Published online by Cambridge University Press: 08 April 2016
Although there is extraordinary interest in the quantitative measurement of species diversity, published statements on the behavior of the components of species diversity are contradictory and lead to opposite conclusions. In this paper, we demonstrate that the confusion is due to two key oversights: (1) whether or not biological sampling is carried out within or between communities; and (2) determination of the statistical distribution underlying a biological community, which is crucial for the evaluation of all of the components of diversity measurement.
The problem of sampling “within” a population or community is basically distinct from the equivalent integration of structure and diversity measurement “between” differing multispecies populations. “Within-community sampling” is defined as a set of biological samples from a statistical population that has a particular statistical distribution or a constant value for the associated parameter(s). As the number of individuals increases along with the number of species, for a log series distribution, the diversity measures of Shannon's H, log series or Fisher's α, and Simpson's Index 1/λ remain constant while the evenness measures of Buzas-Gibson's E and Pielou's J decrease. For a log-normal distribution, J will remain constant while E decreases and α, 1/λ, and H increase.

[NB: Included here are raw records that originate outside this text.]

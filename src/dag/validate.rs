//! Post-sort validation of output wiring against the resolved bundles.
//!
//! Every problem is collected and reported at once through
//! [`crate::errors::aggregate`].

use std::collections::BTreeMap;

use crate::bundle::definition::Bundle;
use crate::dag::graph::DependencyGraph;
use crate::dag::wiring::Wiring;
use crate::errors::{BundleError, Result, aggregate};

/// Check every output reference in `graph` against the dependency bundles,
/// keyed by dependency key.
///
/// - the referenced output must be declared by the target bundle;
/// - a wired parameter must be declared by the consuming bundle;
/// - an output feeding a parameter must have the parameter's type.
pub fn validate_wiring(graph: &DependencyGraph, bundles: &BTreeMap<String, Bundle>) -> Result<()> {
    let mut errors = Vec::new();

    for node in graph.nodes() {
        let consumer = bundles.get(&node.key);

        for (param, wiring) in &node.parameters {
            if let Some(consumer) = consumer {
                if !consumer.parameters.contains_key(param) {
                    errors.push(BundleError::invalid_manifest(format!(
                        "dependency {} wires parameter {param}, which bundle {} does not declare",
                        node.key, consumer.name
                    )));
                    continue;
                }
            }
            if let Wiring::DependencyOutput { dependency, output } = wiring {
                if let Err(e) = check_output(bundles, &node.key, dependency, output) {
                    errors.push(e);
                    continue;
                }
                if let (Some(consumer), Some(producer)) = (consumer, bundles.get(dependency)) {
                    if let Err(e) = check_types(consumer, param, producer, dependency, output) {
                        errors.push(e);
                    }
                }
            }
        }

        for wiring in node.credentials.values() {
            if let Wiring::DependencyOutput { dependency, output } = wiring {
                if let Err(e) = check_output(bundles, &node.key, dependency, output) {
                    errors.push(e);
                }
            }
        }

        for (alias, local) in &node.dependency.outputs {
            if let Some(consumer) = consumer {
                if !consumer.outputs.contains_key(local) {
                    errors.push(BundleError::invalid_manifest(format!(
                        "dependency {} aliases output {alias} to {local}, which bundle {} does not declare",
                        node.key, consumer.name
                    )));
                }
            }
        }
    }

    match aggregate(errors) {
        Some(e) => Err(e),
        None => Ok(()),
    }
}

fn check_output(
    bundles: &BTreeMap<String, Bundle>,
    consumer_key: &str,
    dependency: &str,
    output: &str,
) -> Result<()> {
    let producer = bundles.get(dependency).ok_or_else(|| {
        BundleError::invalid_manifest(format!(
            "dependency {consumer_key} references unresolved dependency {dependency}"
        ))
    })?;
    if !producer.outputs.contains_key(output) {
        return Err(BundleError::invalid_manifest(format!(
            "dependency {consumer_key} references output {output} of {dependency}, but bundle {} does not declare it",
            producer.name
        )));
    }
    Ok(())
}

fn check_types(
    consumer: &Bundle,
    param: &str,
    producer: &Bundle,
    dependency: &str,
    output: &str,
) -> Result<()> {
    let (Some(want), Some(have)) = (consumer.parameter_schema(param), producer.output_schema(output))
    else {
        return Ok(());
    };
    let want = want.parameter_type()?;
    let have = have.parameter_type()?;
    if want != have {
        return Err(BundleError::invalid_manifest(format!(
            "parameter {param} of {} is {} but output {dependency}.{output} is {}",
            consumer.name,
            want.as_str(),
            have.as_str()
        )));
    }
    Ok(())
}
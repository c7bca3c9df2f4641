//! The dependency extension stored in a bundle's `custom` section.
//!
//! Two shapes are accepted:
//! - v1 (`io.cnab.dependencies`): `requires` map plus optional `sequence`;
//! - v2 (`org.getporter.dependencies@v2`): the same `requires` map with
//!   parameter/credential wiring, output aliases and sharing.
//!
//! `requires` keeps the order it was deserialised in, and the dependency
//! graph breaks topological ties by that order. The extension is read out of
//! the bundle's `custom` JSON, whose object keys are sorted, so for a parsed
//! bundle the order is lexical by dependency name unless a v1 `sequence`
//! reorders it.

use std::collections::{BTreeMap, HashSet};
use std::fmt;

use serde::de::{MapAccess, Visitor};
use serde::ser::SerializeMap;
use serde::{Deserialize, Deserializer, Serialize, Serializer};

use crate::bundle::definition::Bundle;
use crate::bundle::reference::Reference;
use crate::errors::{BundleError, Result};
use crate::patterns;

pub const DEPENDENCIES_V1_KEY: &str = "io.cnab.dependencies";
pub const DEPENDENCIES_V2_KEY: &str = "org.getporter.dependencies@v2";

#[derive(Debug, Clone, Default, PartialEq, Serialize, Deserialize)]
pub struct Dependencies {
    #[serde(default, skip_serializing_if = "Vec::is_empty")]
    pub sequence: Vec<String>,
    #[serde(default)]
    pub requires: Requires,
}

/// Dependencies in the order they were read (lexical for parsed bundles).
#[derive(Debug, Clone, Default, PartialEq)]
pub struct Requires(pub Vec<Dependency>);

impl Requires {
    pub fn iter(&self) -> impl Iterator<Item = &Dependency> {
        self.0.iter()
    }

    pub fn get(&self, name: &str) -> Option<&Dependency> {
        self.0.iter().find(|d| d.name == name)
    }

    pub fn len(&self) -> usize {
        self.0.len()
    }

    pub fn is_empty(&self) -> bool {
        self.0.is_empty()
    }
}

#[derive(Debug, Clone, Default, PartialEq, Serialize, Deserialize)]
pub struct Dependency {
    /// Key in the `requires` map; filled in while deserialising.
    #[serde(skip)]
    pub name: String,
    pub bundle: BundleLocator,
    #[serde(default, skip_serializing_if = "Option::is_none")]
    pub version: Option<VersionSpec>,
    #[serde(default, skip_serializing_if = "BTreeMap::is_empty")]
    pub parameters: BTreeMap<String, String>,
    #[serde(default, skip_serializing_if = "BTreeMap::is_empty")]
    pub credentials: BTreeMap<String, String>,
    #[serde(default, skip_serializing_if = "BTreeMap::is_empty")]
    pub outputs: BTreeMap<String, String>,
    #[serde(default, skip_serializing_if = "Option::is_none")]
    pub sharing: Option<Sharing>,
}

/// Either a bare reference string (v1) or `{reference, version}`.
#[derive(Debug, Clone, PartialEq, Serialize, Deserialize)]
#[serde(untagged)]
pub enum BundleLocator {
    Reference(String),
    Detailed {
        reference: String,
        #[serde(default, skip_serializing_if = "Option::is_none")]
        version: Option<VersionSpec>,
    },
}

impl Default for BundleLocator {
    fn default() -> Self {
        BundleLocator::Reference(String::new())
    }
}

/// A semver constraint: a single range string or `{ranges, allowPrereleases}`.
#[derive(Debug, Clone, PartialEq, Serialize, Deserialize)]
#[serde(untagged)]
pub enum VersionSpec {
    Range(String),
    Ranges {
        #[serde(default)]
        ranges: Vec<String>,
        #[serde(rename = "allowPrereleases", default)]
        allow_prereleases: bool,
    },
}

impl VersionSpec {
    pub fn ranges(&self) -> Vec<&str> {
        match self {
            VersionSpec::Range(r) => vec![r.as_str()],
            VersionSpec::Ranges { ranges, .. } => ranges.iter().map(String::as_str).collect(),
        }
    }

    pub fn allow_prereleases(&self) -> bool {
        matches!(self, VersionSpec::Ranges { allow_prereleases: true, .. })
    }

    /// Whether `version` satisfies any of the ranges. An empty range list
    /// matches everything.
    pub fn matches(&self, version: &semver::Version) -> Result<bool> {
        let ranges = self.ranges();
        if ranges.is_empty() {
            return Ok(version.pre.is_empty() || self.allow_prereleases());
        }
        let candidate = if self.allow_prereleases() && !version.pre.is_empty() {
            semver::Version::new(version.major, version.minor, version.patch)
        } else {
            version.clone()
        };
        for range in ranges {
            let req = semver::VersionReq::parse(range).map_err(|e| {
                BundleError::invalid_manifest(format!("invalid version range {range:?}: {e}"))
            })?;
            if req.matches(&candidate) {
                return Ok(true);
            }
        }
        Ok(false)
    }
}

#[derive(Debug, Clone, Default, PartialEq, Eq, Serialize, Deserialize)]
pub struct Sharing {
    #[serde(default)]
    pub mode: bool,
    #[serde(default, skip_serializing_if = "Option::is_none")]
    pub group: Option<SharingGroup>,
}

#[derive(Debug, Clone, Default, PartialEq, Eq, Serialize, Deserialize)]
pub struct SharingGroup {
    pub name: String,
}

impl Dependency {
    pub fn reference_str(&self) -> &str {
        match &self.bundle {
            BundleLocator::Reference(r) => r,
            BundleLocator::Detailed { reference, .. } => reference,
        }
    }

    pub fn reference(&self) -> Result<Reference> {
        Reference::parse(self.reference_str()).map_err(|e| {
            BundleError::invalid_manifest(format!("dependency {}: {e}", self.name))
        })
    }

    /// Effective version constraint, preferring the one inside `bundle`.
    pub fn version_spec(&self) -> Option<&VersionSpec> {
        match &self.bundle {
            BundleLocator::Detailed {
                version: Some(v), ..
            } => Some(v),
            _ => self.version.as_ref(),
        }
    }

    /// Sharing group name when sharing is enabled.
    pub fn sharing_group(&self) -> Option<&str> {
        let sharing = self.sharing.as_ref()?;
        if !sharing.mode {
            return None;
        }
        sharing
            .group
            .as_ref()
            .map(|g| g.name.as_str())
            .filter(|n| !n.is_empty())
    }
}

impl Dependencies {
    /// Read the dependency extension from a bundle, v2 taking precedence.
    pub fn from_bundle(bundle: &Bundle) -> Result<Option<Dependencies>> {
        let raw = bundle
            .custom
            .get(DEPENDENCIES_V2_KEY)
            .or_else(|| bundle.custom.get(DEPENDENCIES_V1_KEY));
        let Some(raw) = raw else {
            return Ok(None);
        };
        let mut deps: Dependencies = serde_json::from_value(raw.clone()).map_err(|e| {
            BundleError::invalid_manifest(format!(
                "bundle {} has an invalid dependencies extension: {e}",
                bundle.name
            ))
        })?;
        deps.apply_sequence()?;
        deps.validate_names()?;
        Ok(Some(deps))
    }

    /// Reorder `requires` by the v1 `sequence`, leaving unlisted entries in
    /// their existing order after the sequenced ones.
    fn apply_sequence(&mut self) -> Result<()> {
        if self.sequence.is_empty() {
            return Ok(());
        }
        let mut remaining = std::mem::take(&mut self.requires.0);
        let mut ordered = Vec::with_capacity(remaining.len());
        for name in &self.sequence {
            let pos = remaining.iter().position(|d| &d.name == name).ok_or_else(|| {
                BundleError::invalid_manifest(format!(
                    "dependency sequence names unknown dependency {name:?}"
                ))
            })?;
            ordered.push(remaining.remove(pos));
        }
        ordered.extend(remaining);
        self.requires.0 = ordered;
        Ok(())
    }

    fn validate_names(&self) -> Result<()> {
        let name_re = patterns::get(&patterns::USER_NAME)?;
        let mut seen = HashSet::new();
        for dep in self.requires.iter() {
            if !name_re.is_match(&dep.name) || dep.name.contains('.') {
                return Err(BundleError::invalid_manifest(format!(
                    "invalid dependency name {:?}",
                    dep.name
                )));
            }
            if !seen.insert(dep.name.as_str()) {
                return Err(BundleError::invalid_manifest(format!(
                    "dependency {:?} is declared more than once",
                    dep.name
                )));
            }
            if dep.reference_str().trim().is_empty() {
                return Err(BundleError::invalid_manifest(format!(
                    "dependency {} has no bundle reference",
                    dep.name
                )));
            }
        }
        Ok(())
    }
}

impl Serialize for Requires {
    fn serialize<S: Serializer>(&self, serializer: S) -> std::result::Result<S::Ok, S::Error> {
        let mut map = serializer.serialize_map(Some(self.0.len()))?;
        for dep in &self.0 {
            map.serialize_entry(&dep.name, dep)?;
        }
        map.end()
    }
}

impl<'de> Deserialize<'de> for Requires {
    fn deserialize<D: Deserializer<'de>>(deserializer: D) -> std::result::Result<Self, D::Error> {
        struct RequiresVisitor;

        impl<'de> Visitor<'de> for RequiresVisitor {
            type Value = Requires;

            fn expecting(&self, f: &mut fmt::Formatter<'_>) -> fmt::Result {
                f.write_str("a map of dependency name to dependency")
            }

            fn visit_map<A: MapAccess<'de>>(
                self,
                mut access: A,
            ) -> std::result::Result<Requires, A::Error> {
                let mut deps = Vec::new();
                while let Some((name, mut dep)) = access.next_entry::<String, Dependency>()? {
                    dep.name = name;
                    deps.push(dep);
                }
                Ok(Requires(deps))
            }
        }

        deserializer.deserialize_map(RequiresVisitor)
    }
}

No single measure of evenness remains constant over all statistical distributions, so if constancy as a type of independence is required, the appropriate distribution must first be determined. Each species ensemble is mathematically fixed by the applicable statistical distribution.
In contrast, “between-community sampling” is defined as a set of biological samples from different statistical distributions and/or the same distribution with differing parametric values. If sampling is between communities and S increases while the number of individuals remains constant, then all the other measures considered here increase. The exception is the broken stick, for which E remains constant while H, J, α, and 1/λ increase.
Herein we propose and justify the use of the log-series distribution (with regression on the information decomposition equation) as a null model for determination of community structure and demonstrate that the community structure of a Miocene bed at Calvert Cliffs, Maryland, is a log series by use of this new unified methodology.